Haematology for Doctors

Tag: Midostaurin

  • The RATIFY Trial: Midostaurin in FLT3-Mutated AML

    The RATIFY Trial: Midostaurin in FLT3-Mutated AML

    Have you ever wondered why we give patients with FLT3 mutated AML midostaurin during their induction and consolidation chemotherapy? Today we will be talking about the RATIFY trial to find out.

    The RATIFY trial (CALGB 10603) was a pivotal phase III, randomized, double-blind, placebo-controlled study that evaluated the efficacy of adding midostaurin, a multikinase FLT3 inhibitor, to standard chemotherapy in adults aged 18–59 with newly diagnosed FLT3-mutated acute myeloid leukemia (AML). The trial enrolled 717 patients across 225 sites in 17 countries.

    Study Design

    • Population: Patients aged 18–59 with newly diagnosed AML harboring FLT3 mutations (including both internal tandem duplication [ITD] and tyrosine kinase domain [TKD] mutations).
    • Intervention: All patients received standard induction chemotherapy (daunorubicin and cytarabine). Those achieving remission proceeded to consolidation therapy. Patients were randomized to receive either midostaurin (50 mg twice daily) or placebo, administered during induction, consolidation, and as maintenance therapy for up to 12 months.

    Key Outcomes

    • Overall Survival (OS): The addition of midostaurin significantly improved OS. The median OS was 74.7 monthsin the midostaurin group compared to 25.6 months in the placebo group. The hazard ratio (HR) for death was 0.78(one-sided p = 0.009), indicating a 22% reduction in the risk of death.
    • Event-Free Survival (EFS): Midostaurin also improved EFS, with a median of 8.2 months versus 3.0 months in the placebo group (HR = 0.79; p = 0.0067).
    Kaplan-Meier survival curves from the RATIFY trial of midostaurin vs placebo in combination with intensive chemotherapy.

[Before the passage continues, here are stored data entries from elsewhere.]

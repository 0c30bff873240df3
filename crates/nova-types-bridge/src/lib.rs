//! Class-file backed [`TypeEnv`].
//!
//! Classes are read lazily from a [`ClasspathIndex`], converted into
//! [`ClassDef`]s once and cached for the lifetime of the environment.

#![forbid(unsafe_code)]

use std::collections::HashMap;
use std::sync::Arc;

use parking_lot::Mutex;

use nova_classfile::{access, ClassFile, ClassMember};
use nova_classpath::ClasspathIndex;
use nova_core::TypeIndex;
use nova_types::{
    field_def, internal_to_binary, method_def, parse_class_header, ClassDef, ClassKind,
    ClassLoadError, MethodDef, Nesting, SymbolType, TypeEnv, TypeVarScope,
};

/// Reflection over the class files reachable through a classpath index.
#[derive(Debug)]
pub struct ClasspathTypeEnv {
    index: Arc<ClasspathIndex>,
    cache: Mutex<HashMap<String, Arc<ClassDef>>>,
}

impl ClasspathTypeEnv {
    pub fn new(index: Arc<ClasspathIndex>) -> Self {
        Self {
            index,
            cache: Mutex::new(HashMap::new()),
        }
    }

    pub fn index(&self) -> &Arc<ClasspathIndex> {
        &self.index
    }

    /// Number of classes converted so far.
    pub fn cached_classes(&self) -> usize {
        self.cache.lock().len()
    }

    fn load(&self, binary_name: &str) -> Result<ClassDef, ClassLoadError> {
        let bytes = self
            .index
            .read_class(binary_name)
            .map_err(|err| ClassLoadError::Malformed {
                name: binary_name.to_string(),
                message: err.to_string(),
            })?
            .ok_or_else(|| ClassLoadError::NotFound(binary_name.to_string()))?;

        let class = ClassFile::parse(&bytes).map_err(|err| ClassLoadError::Malformed {
            name: binary_name.to_string(),
            message: err.to_string(),
        })?;

        let declared = internal_to_binary(&class.this_class);
        if declared != binary_name {
            return Err(ClassLoadError::IncompatibleClassChange {
                requested: binary_name.to_string(),
                found: declared,
            });
        }

        class_def_from_classfile(&class).map_err(|err| ClassLoadError::Malformed {
            name: binary_name.to_string(),
            message: err.to_string(),
        })
    }
}

impl TypeEnv for ClasspathTypeEnv {
    fn class(&self, binary_name: &str) -> Result<Arc<ClassDef>, ClassLoadError> {
        if let Some(def) = self.cache.lock().get(binary_name) {
            return Ok(def.clone());
        }

        let def = Arc::new(self.load(binary_name)?);
        tracing::trace!(target: "nova.types", class = binary_name, "loaded class file");
        Ok(self
            .cache
            .lock()
            .entry(binary_name.to_string())
            .or_insert(def)
            .clone())
    }
}

impl TypeIndex for ClasspathTypeEnv {
    fn class_exists(&self, binary_name: &str) -> bool {
        self.index.class_exists(binary_name)
    }

    fn package_classes(&self, package: &str) -> Vec<String> {
        self.index.package_classes(package)
    }

    fn package_exists(&self, package: &str) -> bool {
        self.index.package_exists(package)
    }
}

fn class_kind(flags: u16) -> ClassKind {
    if flags & access::ACC_ANNOTATION != 0 {
        ClassKind::Annotation
    } else if flags & access::ACC_INTERFACE != 0 {
        ClassKind::Interface
    } else if flags & access::ACC_ENUM != 0 {
        ClassKind::Enum
    } else {
        ClassKind::Class
    }
}

fn nesting(class: &ClassFile) -> (Nesting, Option<String>) {
    let Some(info) = class.own_inner_class_info() else {
        return (Nesting::TopLevel, None);
    };
    match (&info.outer_class, &info.inner_name) {
        (Some(outer), Some(_)) => (
            Nesting::Member {
                is_static: info.access_flags & access::ACC_STATIC != 0,
            },
            Some(internal_to_binary(outer)),
        ),
        (_, name) => {
            // Local and anonymous classes have no outer entry; their
            // enclosing class is the binary-name prefix.
            let binary = internal_to_binary(&class.this_class);
            let enclosing = binary.rsplit_once('$').map(|(outer, _)| outer.to_string());
            let kind = if name.is_some() {
                Nesting::Local
            } else {
                Nesting::Anonymous
            };
            (kind, enclosing)
        }
    }
}

/// Converts a parsed class file into a [`ClassDef`].
///
/// Generic signatures are preferred over erased descriptors; a class
/// signature that fails to parse falls back to the erased header.
pub fn class_def_from_classfile(class: &ClassFile) -> nova_classfile::Result<ClassDef> {
    let name = internal_to_binary(&class.this_class);
    let kind = class_kind(class.access_flags);
    let mut def = ClassDef::new(name.clone(), kind);
    def.is_abstract = class.has_flag(access::ACC_ABSTRACT);

    let header = class.signature.as_deref().and_then(|sig| match parse_class_header(sig) {
        Ok(header) => Some(header),
        Err(err) => {
            tracing::debug!(target: "nova.types", class = %name, error = %err, "ignoring class signature");
            None
        }
    });

    let scope = match header {
        Some(header) => {
            def.type_params = header.type_params;
            def.super_class = Some(header.super_class);
            def.interfaces = header.interfaces;
            header.scope
        }
        None => {
            def.super_class = class
                .super_class
                .as_deref()
                .map(|sc| SymbolType::class(internal_to_binary(sc)));
            def.interfaces = class
                .interfaces
                .iter()
                .map(|i| SymbolType::class(internal_to_binary(i)))
                .collect();
            TypeVarScope::new()
        }
    };
    if def.is_interface() || class.super_class.is_none() {
        def.super_class = None;
    }

    let (nesting, enclosing) = nesting(class);
    def.nesting = nesting;
    def.enclosing = enclosing;
    def.member_classes = class.member_classes().map(internal_to_binary).collect();

    for field in &class.fields {
        if field.has_flag(access::ACC_SYNTHETIC) {
            continue;
        }
        def.fields.push(field_def(
            &field.name,
            field.access_flags,
            &field.descriptor,
            field.signature.as_deref(),
            &scope,
        )?);
    }

    for method in &class.methods {
        match method.name.as_str() {
            "<clinit>" => {}
            "<init>" => def.constructors.push(convert_method(method, &scope)?),
            _ if method.has_flag(access::ACC_SYNTHETIC) && !method.has_flag(access::ACC_BRIDGE) => {}
            _ => def.methods.push(convert_method(method, &scope)?),
        }
    }

    Ok(def)
}

fn convert_method(method: &ClassMember, scope: &TypeVarScope) -> nova_classfile::Result<MethodDef> {
    method_def(
        &method.name,
        method.access_flags,
        &method.descriptor,
        method.signature.as_deref(),
        scope,
    )
}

    https://www.nejm.org/doi/full/10.1056/NEJMoa1614359

    Long-Term Follow-Up

    A 10-year follow-up analysis confirmed the durability of midostaurin’s benefit:

    • OS Benefit: The survival advantage persisted over a decade, with a sustained improvement in OS for patients receiving midostaurin.
    • EFS Benefit: The improvement in EFS was maintained, reinforcing the long-term efficacy of midostaurin in combination with chemotherapy.

    Subgroup Analyses

    Midostaurin’s benefit was observed across various FLT3 mutation subtypes:

    • FLT3-ITD: Patients with both high and low allelic ratios of FLT3-ITD mutations experienced improved outcomes.
    • FLT3-TKD: Patients with TKD mutations also benefited from midostaurin addition.

    Limitations

    • Age Restriction: The trial included only patients aged 18–59, limiting the generalizability of results to older populations.
    • Maintenance Therapy: The study included a maintenance phase with midostaurin, but the specific contribution of maintenance therapy to overall outcomes remains unclear.
    • Toxicity: While midostaurin was generally well-tolerated, grade 3 infections occurred in 52% of patients in the midostaurin group, comparable to the placebo group.  

    In summary, the RATIFY trial established the addition of midostaurin to standard chemotherapy as a new standard of care for younger adults with FLT3-mutated AML, demonstrating significant improvements in survival outcomes. However, considerations regarding its applicability to older patients and the role of maintenance therapy warrant further investigation.